En 2010, l’organisation médicale internationale était intervenue en urgence pour faire face à la grave crise alimentaire qui frappait tout le Tchad. Plus de 19 000 enfants avaient été soignés dans le Hadjer Lamis. Passée la crise, MSF est restée dans la petite ville de Massakory. L’organisation a installé un hôpital pédiatrique de 170 lits juste à côté de l’hôpital général du ministère de la Santé tchadien.

Un été difficile?

Au début du mois de mars, l’hôpital MSF débordait déjà, alors que le pic de malnutrition n’est attendu que pour le mois de juillet. Presque plus aucune place dans les différentes tentes, où les enfants sont réalimentés progressivement. La majorité des admissions sont liées à la malnutrition.
Les histoires de patients sont souvent les mêmes. «Mon enfant de 16 mois a commencé à vomir et à avoir des diarrhées. En plus, des oedèmes sont apparus. Je l’ai emmené ici. Il va mieux.
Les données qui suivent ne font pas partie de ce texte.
//! libSQL ledger backend — async `Ledger` trait implementation.
//!
//! Supports local file and in-memory databases. `libsql::Connection` is
//! `Send + Sync` and safe for concurrent async use, though this system
//! only ever writes from one cycle at a time.

use std::path::Path;
use std::sync::Arc;

use async_trait::async_trait;
use chrono::{DateTime, Utc};
use libsql::{Connection, Database as LibSqlDatabase, params};
use tracing::{debug, warn};

use crate::error::DatabaseError;
use crate::store::migrations;
use crate::store::traits::{DeliveryStatus, Ledger, LedgerEntry, NewLedgerEntry};

const ENTRY_COLUMNS: &str = "id, dedup_key, subject, sender, recipient, body, has_images, \
     image_count, received_at, processed_at, delivery_status, delivered_at, delivery_error";

/// libSQL-backed ledger.
pub struct LibSqlLedger {
    #[allow(dead_code)]
    db: Arc<LibSqlDatabase>,
    conn: Connection,
}

impl LibSqlLedger {
    /// Open (or create) a local database file and run migrations.
    pub async fn new_local(path: &Path) -> Result<Self, DatabaseError> {
        if let Some(parent) = path.parent() {
            std::fs::create_dir_all(parent).map_err(|e| {
                DatabaseError::Open(format!("Failed to create database directory: {e}"))
            })?;
        }

        let db = libsql::Builder::new_local(path)
            .build()
            .await
            .map_err(|e| DatabaseError::Open(format!("Failed to open libSQL database: {e}")))?;
        Self::from_db(db).await
    }

    /// Create an in-memory database (for tests).
    pub async fn new_memory() -> Result<Self, DatabaseError> {
        let db = libsql::Builder::new_local(":memory:")
            .build()
            .await
            .map_err(|e| DatabaseError::Open(format!("Failed to create in-memory database: {e}")))?;
        Self::from_db(db).await
    }

    async fn from_db(db: LibSqlDatabase) -> Result<Self, DatabaseError> {
        let conn = db
            .connect()
            .map_err(|e| DatabaseError::Open(format!("Failed to create connection: {e}")))?;

        let ledger = Self {
            db: Arc::new(db),
            conn,
        };
        migrations::run_migrations(&ledger.conn).await?;
        Ok(ledger)
    }
}

#[async_trait]
impl Ledger for LibSqlLedger {
    async fn is_processed(&self, dedup_key: &str) -> bool {
        let result = self
            .conn
            .query(
                "SELECT 1 FROM email_messages WHERE dedup_key = ?1 LIMIT 1",
                params![dedup_key],
            )
            .await;

        match result {
            Ok(mut rows) => match rows.next().await {
                Ok(row) => row.is_some(),
                Err(e) => {
                    warn!("Ledger existence check failed, assuming unprocessed: {e}");
                    false
                }
            },
            Err(e) => {
                warn!("Ledger existence check failed, assuming unprocessed: {e}");
                false
            }
        }
    }

    async fn save(&self, entry: &NewLedgerEntry) -> Result<i64, DatabaseError> {
        let processed_at = Utc::now().to_rfc3339();
        let result = self
            .conn
            .execute(
                "INSERT INTO email_messages (dedup_key, subject, sender, recipient, body,
                    has_images, image_count, received_at, processed_at, delivery_status)
                 VALUES (?1, ?2, ?3, ?4, ?5, ?6, ?7, ?8, ?9, 'pending')",
                params![
                    entry.dedup_key.as_str(),
                    entry.subject.as_str(),
                    entry.sender.as_str(),
                    entry.recipient.as_str(),
                    entry.body.as_str(),
                    entry.has_images as i64,
                    entry.image_count as i64,
                    entry.received_at.to_rfc3339(),
                    processed_at,
                ],
            )
            .await;

        match result {
            Ok(_) => {
                let id = self.conn.last_insert_rowid();
                debug!(id, dedup_key = %entry.dedup_key, "Ledger entry inserted");
                Ok(id)
            }
            Err(e) if e.to_string().contains("UNIQUE constraint") => {
                Err(DatabaseError::Duplicate(entry.dedup_key.clone()))
            }
            Err(e) => Err(DatabaseError::Query(format!("save: {e}"))),
        }
    }

    async fn record_outcome(
        &self,
        id: i64,
        success: bool,
        error: Option<&str>,
    ) -> Result<(), DatabaseError> {
        let status = if success { "sent" } else { "failed" };
        let delivered_at = success.then(|| Utc::now().to_rfc3339());
        let delivery_error = if success { None } else { error };

        let affected = self
            .conn
            .execute(
                "UPDATE email_messages
                 SET delivery_status = ?1, delivered_at = ?2, delivery_error = ?3
                 WHERE id = ?4",
                params![status, opt_text(delivered_at), opt_text_ref(delivery_error), id],
            )
            .await
            .map_err(|e| DatabaseError::Query(format!("record_outcome: {e}")))?;

        if affected == 0 {
            return Err(DatabaseError::NotFound(id));
        }
        debug!(id, status, "Ledger outcome recorded");
        Ok(())
    }

    async fn get_by_dedup_key(
        &self,
        dedup_key: &str,
    ) -> Result<Option<LedgerEntry>, DatabaseError> {
        let mut rows = self
            .conn
            .query(
                &format!("SELECT {ENTRY_COLUMNS} FROM email_messages WHERE dedup_key = ?1"),
                params![dedup_key],
            )
            .await
            .map_err(|e| DatabaseError::Query(format!("get_by_dedup_key: {e}")))?;

        match rows.next().await {
            Ok(Some(row)) => {
                let entry = row_to_entry(&row)
                    .map_err(|e| DatabaseError::Query(format!("get_by_dedup_key row: {e}")))?;
                Ok(Some(entry))
            }
            Ok(None) => Ok(None),
            Err(e) => Err(DatabaseError::Query(format!("get_by_dedup_key: {e}"))),
        }
    }
}

// ── Helpers ─────────────────────────────────────────────────────────

fn opt_text(s: Option<String>) -> libsql::Value {
    match s {
        Some(s) => libsql::Value::Text(s),
        None => libsql::Value::Null,
    }
}

fn opt_text_ref(s: Option<&str>) -> libsql::Value {
    opt_text(s.map(str::to_string))
}

fn str_to_status(s: &str) -> DeliveryStatus {
    match s {
        "sent" => DeliveryStatus::Sent,
        "failed" => DeliveryStatus::Failed,
        _ => DeliveryStatus::Pending,
    }
}

/// Parse an RFC 3339 datetime string from the DB.
fn parse_datetime(s: &str) -> DateTime<Utc> {
    DateTime::parse_from_rfc3339(s)
        .map(|dt| dt.with_timezone(&Utc))
        .unwrap_or_else(|_| DateTime::<Utc>::MIN_UTC)
}

fn parse_optional_datetime(s: &Option<String>) -> Option<DateTime<Utc>> {
    s.as_ref().map(|s| parse_datetime(s))
}

fn row_to_entry(row: &libsql::Row) -> Result<LedgerEntry, libsql::Error> {
    let has_images: i64 = row.get(6)?;
    let image_count: i64 = row.get(7)?;
    let received_str: String = row.get(8)?;
    let processed_str: String = row.get(9)?;
    let status_str: String = row.get(10)?;
    let delivered_str: Option<String> = row.get(11).ok();
    let error_str: Option<String> = row.get(12).ok();

    Ok(LedgerEntry {
        id: row.get(0)?,
        dedup_key: row.get(1)?,
        subject: row.get(2)?,
        sender: row.get(3)?,
        recipient: row.get(4)?,
        body: row.get(5)?,
        has_images: has_images != 0,
        image_count: image_count as u32,
        received_at: parse_datetime(&received_str),
        processed_at: parse_datetime(&processed_str),
        delivery_status: str_to_status(&status_str),
        delivered_at: parse_optional_datetime(&delivered_str),
        delivery_error: error_str,
    })
}

// ── Tests ───────────────────────────────────────────────────────────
Il est beaucoup plus éveillé et recommence à jouer, même s’il est encore loin de son poids normal», témoigne une mère.
L’afflux d’enfant à l’hôpital est-il un signe précurseur d’une nouvelle année difficile  comme en 2010? «La région de Hadjer Lamis ne connaît pas encore de crise nutritionnelle», répond Jacques Etienne, le chef de la mission MSF au Tchad. «Mais, comme dans tout le Sahel, les dernières récoltes ont été mauvaises et, si rien n’est fait, la situation peut se dégrader rapidement.»
Les activités communautaires sont censées décharger l’hôpital. Mais, pour l’instant, les enfants enregistrés en ambulatoire ou auprès des magasins n’augmentent pas, au contraire. Pour atténuer le pic de malnutrition, MSF a commencé à distribuer une variante de pâte d’arachide enrichie. Des milliers d’enfants entre six mois et deux ans en bénéficieront ces prochains mois. Une étude doit déterminer l’efficacité de telles distributions (lire l’interview de France Broillet). Enfin, plusieurs campagnes de vaccination sont prévues pour briser le cycle infernal des maladies et de la malnutrition.